Libertine Seguros said:
The problem is some of the greatest war heroes were never fighters; the military culture's medal and honour system clings to the pre-Boer War idea of battle, which is something which is clearly outdated in today's world, as technology has rendered war no longer something that encompasses battlegrounds but something that involves civilians, cities and guerrilla tactics. Oskar Schindler was a businessman, Raoul Wallenberg was a diplomat. Wallenberg didn't even have to be there in the first place, he asked to be sent to Hungary, whereupon he went about providing Schutzpassen for Jews making them citizens of Sweden (thus exempt from identifying themselves with the star of David badge), and renting buildings in Budapest he could make into Swedish-owned safehouses under the guise of libraries and research facilities for people to stay in while waiting for safe repatriation, saving tens of thousands of lives - he even went as far as walking up to deportation trains as the military were herding people onto them and handing the Jews on the trains passports before ordering them to get off and get into Swedish-marked cars. There's a war hero for you.
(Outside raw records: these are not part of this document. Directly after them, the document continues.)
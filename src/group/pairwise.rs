use crate::{Error, PreKeyBundle};
use serde::{Deserialize, Serialize};

/// Distinguishes a session-opening pairwise message from a steady-state one.
#[derive(Clone, Copy, Debug, PartialEq, Eq, Hash, Serialize, Deserialize)]
#[serde(rename_all = "snake_case")]
pub enum PairwiseMessageKind {
    /// Carries the pre-key material the receiver needs to open the session.
    Initial,
    /// Sent on an already established session.
    Steady,
}

/// Output of the pairwise session layer.
#[derive(Clone, Debug, PartialEq, Eq)]
pub struct PairwiseMessage {
    /// Whether this message opens the session.
    pub kind: PairwiseMessageKind,
    /// Opaque ciphertext.
    pub body: Vec<u8>,
}

/// The 1:1 double-ratchet session layer, consumed as a black box.
///
/// Implementations keep their own per-peer state, typically in the same
/// [`KeyStore`](crate::KeyStore) through its session entries.
pub trait PairwiseSessions {
    /// Whether a session with `identity` exists.
    fn has_session(&self, identity: &str) -> Result<bool, Error>;

    /// Opens a session from a verified bundle; a no-op when one already exists.
    fn establish(&mut self, identity: &str, bundle: &PreKeyBundle) -> Result<(), Error>;

    /// Encrypts a private payload for `identity`.
    fn encrypt(&mut self, identity: &str, plaintext: &[u8]) -> Result<PairwiseMessage, Error>;

    /// Decrypts a private payload from `identity`, opening the session if needed.
    fn decrypt(&mut self, identity: &str, message: &PairwiseMessage) -> Result<Vec<u8>, Error>;
}

/// The membership service's pre-key directory.
pub trait Directory {
    /// Fetches the bundle `identity` published when joining `group_id`.
    fn fetch_prekey_bundle(
        &mut self,
        group_id: &str,
        identity: &str,
    ) -> Result<PreKeyBundle, Error>;
}
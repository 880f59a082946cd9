//! JSON shapes exchanged with the relay and the membership service.

use super::PairwiseMessageKind;
use crate::{Error, PreKeyBundle};
use serde::{Deserialize, Serialize};
use std::collections::BTreeMap;

/// Largest envelope the relay forwards; bigger ones are silently dropped by it.
pub const MAX_ENVELOPE_SIZE: usize = 4096;

/// A message on the group's duplex channel.
///
/// `group` and `join_notification` are broadcast to every connected member,
/// the sender included. `private` is delivered only to `to`.
#[derive(Clone, Debug, PartialEq, Eq, Serialize, Deserialize)]
#[serde(tag = "type", rename_all = "snake_case")]
pub enum Envelope {
    /// A sender key ciphertext for the whole group.
    Group {
        /// Identity of the sender.
        sender: String,
        /// Signed sender key message.
        #[serde(with = "crate::serde_base64")]
        ciphertext: Vec<u8>,
    },
    /// A pairwise ciphertext carrying a [`PrivatePayload`].
    Private {
        /// Identity of the sender.
        from: String,
        /// Identity of the recipient.
        to: String,
        /// Pairwise message kind.
        kind: PairwiseMessageKind,
        /// Pairwise ciphertext.
        #[serde(with = "crate::serde_base64")]
        body: Vec<u8>,
    },
    /// Announces that `user_id` joined the group.
    JoinNotification {
        /// Identity of the new member.
        user_id: String,
    },
}

impl Envelope {
    /// Parses an envelope received from the relay.
    pub fn from_json(json: &str) -> Result<Self, Error> {
        Ok(serde_json::from_str(json)?)
    }

    /// Encodes the envelope for the relay.
    pub fn to_json(&self) -> Result<String, Error> {
        serde_json::to_string(self).map_err(|err| Error::Serde(err.to_string()))
    }
}

/// Plaintext of a private envelope.
#[derive(Clone, Debug, PartialEq, Eq, Serialize, Deserialize)]
#[serde(tag = "type", rename_all = "snake_case")]
pub enum PrivatePayload {
    /// The sender's known channels.
    ChannelList {
        /// Channel names.
        channels: Vec<String>,
    },
    /// The sender's serialized sender key distribution message.
    SenderDist {
        /// Serialized distribution message.
        #[serde(with = "crate::serde_base64")]
        dist: Vec<u8>,
    },
}

/// Plaintext of a group message, before padding.
#[derive(Clone, Debug, PartialEq, Eq, Serialize, Deserialize)]
pub struct ChannelMessage {
    /// Channel the text was posted to.
    pub channel: String,
    /// Message text.
    pub text: String,
}

/// Response of the membership service when a group is created.
#[derive(Clone, Debug, PartialEq, Eq, Serialize, Deserialize)]
pub struct CreateServerResponse {
    /// Group id.
    pub server_id: String,
    /// Token that lets members join.
    pub join_token: String,
}

/// Body of a join request to the membership service.
#[derive(Clone, Debug, PartialEq, Eq, Serialize, Deserialize)]
pub struct JoinRequest {
    /// Token handed out at creation.
    pub join_token: String,
    /// Identity of the joining member.
    pub user_id: String,
    /// Bundle published for the other members.
    pub prekey_bundle: PreKeyBundle,
}

/// Response of the membership service to a join request.
#[derive(Clone, Debug, PartialEq, Eq, Serialize, Deserialize)]
pub struct JoinResponse {
    /// Token authenticating the relay connection.
    pub member_token: String,
    /// Bundles of every other member, by identity.
    pub others: BTreeMap<String, PreKeyBundle>,
    /// First member to join, if any.
    pub admin_user_id: Option<String>,
}

#[cfg(test)]
mod tests {
    use super::*;

    #[test]
    fn test_group_envelope_shape() {
        let envelope = Envelope::Group {
            sender: "alice".to_string(),
            ciphertext: vec![1, 2, 3],
        };
        let json: serde_json::Value = serde_json::from_str(&envelope.to_json().unwrap()).unwrap();

        assert_eq!(
            json,
            serde_json::json!({"type": "group", "sender": "alice", "ciphertext": "AQID"})
        );
    }

    #[test]
    fn test_private_envelope_shape() {
        let json = r#"{"type":"private","from":"bob","to":"alice","kind":"initial","body":"aGk="}"#;
        let envelope = Envelope::from_json(json).unwrap();

        assert_eq!(
            envelope,
            Envelope::Private {
                from: "bob".to_string(),
                to: "alice".to_string(),
                kind: PairwiseMessageKind::Initial,
                body: b"hi".to_vec(),
            }
        );
    }

    #[test]
    fn test_join_notification_shape() {
        let envelope = Envelope::from_json(r#"{"type":"join_notification","user_id":"carol"}"#).unwrap();
        assert_eq!(
            envelope,
            Envelope::JoinNotification {
                user_id: "carol".to_string()
            }
        );
    }

    #[test]
    fn test_unknown_or_incomplete_envelopes_are_malformed() {
        for json in [
            r#"{"type":"presence","user_id":"carol"}"#,
            r#"{"type":"group","sender":"alice"}"#,
            r#"{"type":"group","sender":"alice","ciphertext":"***"}"#,
            "not json",
        ] {
            assert!(
                matches!(Envelope::from_json(json), Err(Error::Malformed(_))),
                "{json}"
            );
        }
    }

    #[test]
    fn test_private_payload_shapes() {
        let list = PrivatePayload::ChannelList {
            channels: vec!["general".to_string()],
        };
        assert_eq!(
            serde_json::to_value(&list).unwrap(),
            serde_json::json!({"type": "channel_list", "channels": ["general"]})
        );

        let dist = PrivatePayload::SenderDist { dist: vec![0xFF] };
        assert_eq!(
            serde_json::to_value(&dist).unwrap(),
            serde_json::json!({"type": "sender_dist", "dist": "/w=="})
        );
    }

    #[test]
    fn test_join_response_without_admin() {
        let json = r#"{"member_token":"t","others":{},"admin_user_id":null}"#;
        let response: JoinResponse = serde_json::from_str(json).unwrap();

        assert!(response.others.is_empty());
        assert_eq!(response.admin_user_id, None);
    }

    #[test]
    fn test_create_server_response_fields() {
        let json = r#"{"server_id":"0b6f","join_token":"4c1d"}"#;
        let response: CreateServerResponse = serde_json::from_str(json).unwrap();

        assert_eq!(
            response,
            CreateServerResponse {
                server_id: "0b6f".to_string(),
                join_token: "4c1d".to_string(),
            }
        );
        assert_eq!(serde_json::to_string(&response).unwrap(), json);
    }
}
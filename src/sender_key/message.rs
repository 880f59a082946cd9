use crate::Error;
use crate::proto::{SenderKeyDistributionMessageProto, SenderKeyMessageProto};
use ed25519_dalek::{SIGNATURE_LENGTH, Signature, Signer, SigningKey, VerifyingKey};
use prost::Message;
use std::fmt;

/// Version byte leading every sender key message: current and minimum version 3.
pub const SENDER_KEY_VERSION: u8 = 0x33;

fn check_version(bytes: &[u8]) -> Result<&[u8], Error> {
    match bytes.split_first() {
        Some((&SENDER_KEY_VERSION, body)) => Ok(body),
        Some((version, _)) => Err(Error::Malformed(format!(
            "Unsupported sender key version: {version:#04x}"
        ))),
        None => Err(Error::Malformed("Empty sender key message".to_string())),
    }
}

/// A signed group ciphertext.
///
/// Wire layout: `[version][protobuf body][Ed25519 signature]`, where the
/// signature covers the version byte and the body.
#[derive(Clone, Debug, PartialEq, Eq)]
pub struct SenderKeyMessage {
    key_id: u32,
    iteration: u32,
    ciphertext: Vec<u8>,
    serialized: Vec<u8>,
}

impl SenderKeyMessage {
    pub(crate) fn new(
        key_id: u32,
        iteration: u32,
        ciphertext: Vec<u8>,
        signing_key: &SigningKey,
    ) -> Self {
        let proto = SenderKeyMessageProto {
            key_id,
            iteration,
            ciphertext,
        };

        let mut serialized = Vec::with_capacity(1 + proto.encoded_len() + SIGNATURE_LENGTH);
        serialized.push(SENDER_KEY_VERSION);
        serialized.extend_from_slice(&proto.encode_to_vec());

        let signature = signing_key.sign(&serialized);
        serialized.extend_from_slice(&signature.to_bytes());

        Self {
            key_id,
            iteration,
            ciphertext: proto.ciphertext,
            serialized,
        }
    }

    /// Parses a serialized message; the signature is checked separately.
    pub fn deserialize(bytes: &[u8]) -> Result<Self, Error> {
        if bytes.len() < 1 + SIGNATURE_LENGTH {
            return Err(Error::Malformed(format!(
                "Sender key message too short: {} bytes",
                bytes.len()
            )));
        }

        let signed = &bytes[..bytes.len() - SIGNATURE_LENGTH];
        let proto = SenderKeyMessageProto::decode(check_version(signed)?)?;

        Ok(Self {
            key_id: proto.key_id,
            iteration: proto.iteration,
            ciphertext: proto.ciphertext,
            serialized: bytes.to_vec(),
        })
    }

    /// Checks the trailing signature against the sender's public key.
    pub fn verify_signature(&self, signing_key: &VerifyingKey) -> Result<(), Error> {
        let (signed, signature) = self
            .serialized
            .split_at(self.serialized.len() - SIGNATURE_LENGTH);
        let signature =
            Signature::from_slice(signature).map_err(|_| Error::InvalidSignature)?;

        signing_key
            .verify_strict(signed, &signature)
            .map_err(|_| Error::InvalidSignature)
    }

    /// Key id of the sender state that produced this message.
    pub fn key_id(&self) -> u32 {
        self.key_id
    }

    /// Chain iteration the message was encrypted at.
    pub fn iteration(&self) -> u32 {
        self.iteration
    }

    /// The AES-GCM-SIV ciphertext.
    pub fn ciphertext(&self) -> &[u8] {
        &self.ciphertext
    }

    /// The full signed encoding.
    pub fn serialized(&self) -> &[u8] {
        &self.serialized
    }

    /// Consumes the message, returning its signed encoding.
    pub fn into_bytes(self) -> Vec<u8> {
        self.serialized
    }
}

/// The bootstrap payload that lets a peer verify and decrypt one sender's messages.
///
/// Carries the chain position and public signing key, never the private half.
#[derive(Clone, PartialEq, Eq)]
pub struct SenderKeyDistributionMessage {
    key_id: u32,
    iteration: u32,
    chain_key: Box<[u8; 32]>,
    signing_key: VerifyingKey,
    serialized: Vec<u8>,
}

impl SenderKeyDistributionMessage {
    pub(crate) fn new(
        key_id: u32,
        iteration: u32,
        chain_key: &[u8; 32],
        signing_key: VerifyingKey,
    ) -> Self {
        let proto = SenderKeyDistributionMessageProto {
            key_id,
            iteration,
            chain_key: chain_key.to_vec(),
            signing_key: signing_key.to_bytes().to_vec(),
        };

        let mut serialized = Vec::with_capacity(1 + proto.encoded_len());
        serialized.push(SENDER_KEY_VERSION);
        serialized.extend_from_slice(&proto.encode_to_vec());

        Self {
            key_id,
            iteration,
            chain_key: Box::new(*chain_key),
            signing_key,
            serialized,
        }
    }

    /// Parses and shape-checks a serialized distribution message.
    pub fn deserialize(bytes: &[u8]) -> Result<Self, Error> {
        let proto = SenderKeyDistributionMessageProto::decode(check_version(bytes)?)?;

        let chain_key: [u8; 32] = proto.chain_key.as_slice().try_into().map_err(|_| {
            Error::Malformed(format!(
                "Invalid chain key length: {}",
                proto.chain_key.len()
            ))
        })?;
        let signing_key: [u8; 32] =
            proto.signing_key.as_slice().try_into().map_err(|_| {
                Error::Malformed(format!(
                    "Invalid signing key length: {}",
                    proto.signing_key.len()
                ))
            })?;
        let signing_key = VerifyingKey::from_bytes(&signing_key)
            .map_err(|err| Error::Malformed(err.to_string()))?;

        Ok(Self {
            key_id: proto.key_id,
            iteration: proto.iteration,
            chain_key: Box::new(chain_key),
            signing_key,
            serialized: bytes.to_vec(),
        })
    }

    /// Key id of the distributed state.
    pub fn key_id(&self) -> u32 {
        self.key_id
    }

    /// Chain iteration the receiver starts at.
    pub fn iteration(&self) -> u32 {
        self.iteration
    }

    pub(crate) fn chain_key(&self) -> &[u8; 32] {
        &self.chain_key
    }

    /// Public key that verifies the sender's messages.
    pub fn signing_key(&self) -> &VerifyingKey {
        &self.signing_key
    }

    /// The encoded message.
    pub fn serialized(&self) -> &[u8] {
        &self.serialized
    }
}

impl fmt::Debug for SenderKeyDistributionMessage {
    fn fmt(&self, f: &mut fmt::Formatter<'_>) -> fmt::Result {
        f.debug_struct("SenderKeyDistributionMessage")
            .field("key_id", &self.key_id)
            .field("iteration", &self.iteration)
            .finish_non_exhaustive()
    }
}

#[cfg(test)]
mod tests {
    use super::*;

    fn signing_key() -> SigningKey {
        SigningKey::from_bytes(&[9u8; 32])
    }

    #[test]
    fn test_message_layout() {
        let message = SenderKeyMessage::new(77, 3, b"ciphertext".to_vec(), &signing_key());
        let bytes = message.serialized();

        assert_eq!(bytes[0], SENDER_KEY_VERSION);
        let body = &bytes[1..bytes.len() - SIGNATURE_LENGTH];
        let proto = SenderKeyMessageProto::decode(body).unwrap();
        assert_eq!(proto.key_id, 77);
        assert_eq!(proto.iteration, 3);
        assert_eq!(proto.ciphertext, b"ciphertext");
    }

    #[test]
    fn test_message_parses_and_verifies() {
        let key = signing_key();
        let message = SenderKeyMessage::new(77, 3, b"ciphertext".to_vec(), &key);
        let parsed = SenderKeyMessage::deserialize(message.serialized()).unwrap();

        assert_eq!(parsed, message);
        assert!(parsed.verify_signature(&key.verifying_key()).is_ok());

        let other = SigningKey::from_bytes(&[10u8; 32]).verifying_key();
        assert_eq!(
            parsed.verify_signature(&other),
            Err(Error::InvalidSignature)
        );
    }

    #[test]
    fn test_flipped_body_bit_breaks_signature() {
        let key = signing_key();
        let mut bytes = SenderKeyMessage::new(1, 0, vec![0xAA; 16], &key).into_bytes();
        let last_ciphertext_byte = bytes.len() - SIGNATURE_LENGTH - 1;
        bytes[last_ciphertext_byte] ^= 0x01;

        let parsed = SenderKeyMessage::deserialize(&bytes).unwrap();
        assert_eq!(
            parsed.verify_signature(&key.verifying_key()),
            Err(Error::InvalidSignature)
        );
    }

    #[test]
    fn test_short_or_unversioned_message_is_malformed() {
        assert!(matches!(
            SenderKeyMessage::deserialize(&[SENDER_KEY_VERSION; 10]),
            Err(Error::Malformed(_))
        ));

        let mut bytes = SenderKeyMessage::new(1, 0, vec![1, 2, 3], &signing_key()).into_bytes();
        bytes[0] = 0x22;
        assert!(matches!(
            SenderKeyMessage::deserialize(&bytes),
            Err(Error::Malformed(_))
        ));
    }

    #[test]
    fn test_distribution_carries_public_material_only() {
        let key = signing_key();
        let distribution = SenderKeyDistributionMessage::new(5, 12, &[3u8; 32], key.verifying_key());
        let parsed = SenderKeyDistributionMessage::deserialize(distribution.serialized()).unwrap();

        assert_eq!(parsed.key_id(), 5);
        assert_eq!(parsed.iteration(), 12);
        assert_eq!(parsed.chain_key(), &[3u8; 32]);
        assert_eq!(parsed.signing_key(), &key.verifying_key());

        let proto = SenderKeyDistributionMessageProto::decode(&distribution.serialized()[1..]).unwrap();
        assert_eq!(proto.signing_key, key.verifying_key().to_bytes());
    }

    #[test]
    fn test_distribution_with_short_chain_key_is_malformed() {
        let proto = SenderKeyDistributionMessageProto {
            key_id: 1,
            iteration: 0,
            chain_key: vec![0u8; 16],
            signing_key: signing_key().verifying_key().to_bytes().to_vec(),
        };
        let mut bytes = vec![SENDER_KEY_VERSION];
        bytes.extend_from_slice(&proto.encode_to_vec());

        assert!(matches!(
            SenderKeyDistributionMessage::deserialize(&bytes),
            Err(Error::Malformed(_))
        ));
        assert!(matches!(
            SenderKeyDistributionMessage::deserialize(&[]),
            Err(Error::Malformed(_))
        ));
    }
}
Such a relativist view of cause and effect, of being on the side of justice even when behaving "unpatrioticly," allows us to go beyond the prejudices and biases of national "perspective" as a justification for martial action, what constitutes moral behavior and who, and why, must be viewed as the beholder of honor. Many Nazis were also awarded medals of honor by their military and state and they, from the point of view of the Nazi cause, were justifiable candidates. Never mind that Nazism itself was criminal. The bottom line is that the glory of the military establishment is a product of its own mythology and romanticism, which is rather useless and destructive in the world of today.
Civilization needs a new direction, which allows for a more intercultural and transnational perspective on the issues surrounding crisis and conflict resolution. We have become globalized but, at the same time, have not altered our provincial outlooks, nor the regional and sub-regional dichotomies. And this has led to the grave problems we face as a planet today and in the foreseeable future.
The great powers of today, who have the leading responsibility in society's direction, beginning with the US, but also Russia, the EU and China (who, not surprisingly, are at once the world's leading arms traders) must begin to seek new paradigms of transnational economic and cultural exchange. For the old model of cultivating power to realize prosperity based upon self-interest, political alliance vs. antagonism (yin and yang), and the inevitable confrontation of crisis and conflict resolution that this causes, needs to be replaced with military devolution, political cooperation and market reforms on a wide range of issues and frontiers; which are targeted at addressing the real problems of this world: namely, poverty, resource depletion and the environmental disasters caused by industry.
In this model military medals of honor have no place: at best they seem insignificantly trivial to the problems we face, at worst anachronisms of a brutality that has always represented the worst side of humanity (the only species that practices it) . The motto STOP WAR must thus not be seen as the idealist fantasy, but a common civilized goal to put an end to the grave imbalances and abuses of power which afflicts the world of today; when, in reality, we have the capacity to end poverty while live comfortably within a balanced lifestyle. But old habit prevents us from doing so. To those who continue to argue that in the face of terrorism or oppressive regimes only
realpolitk is the solution and, thus, the military will continue to have a decisive role as a deterrent or stabilizing force within the spectrum of international regulation and its checks and balances, well, this is certainly true. Though only within the old model of regional dis-integration before globalization; yet ultimately is not only the less useful of the possible paradigms, but potentially by far the most destructive.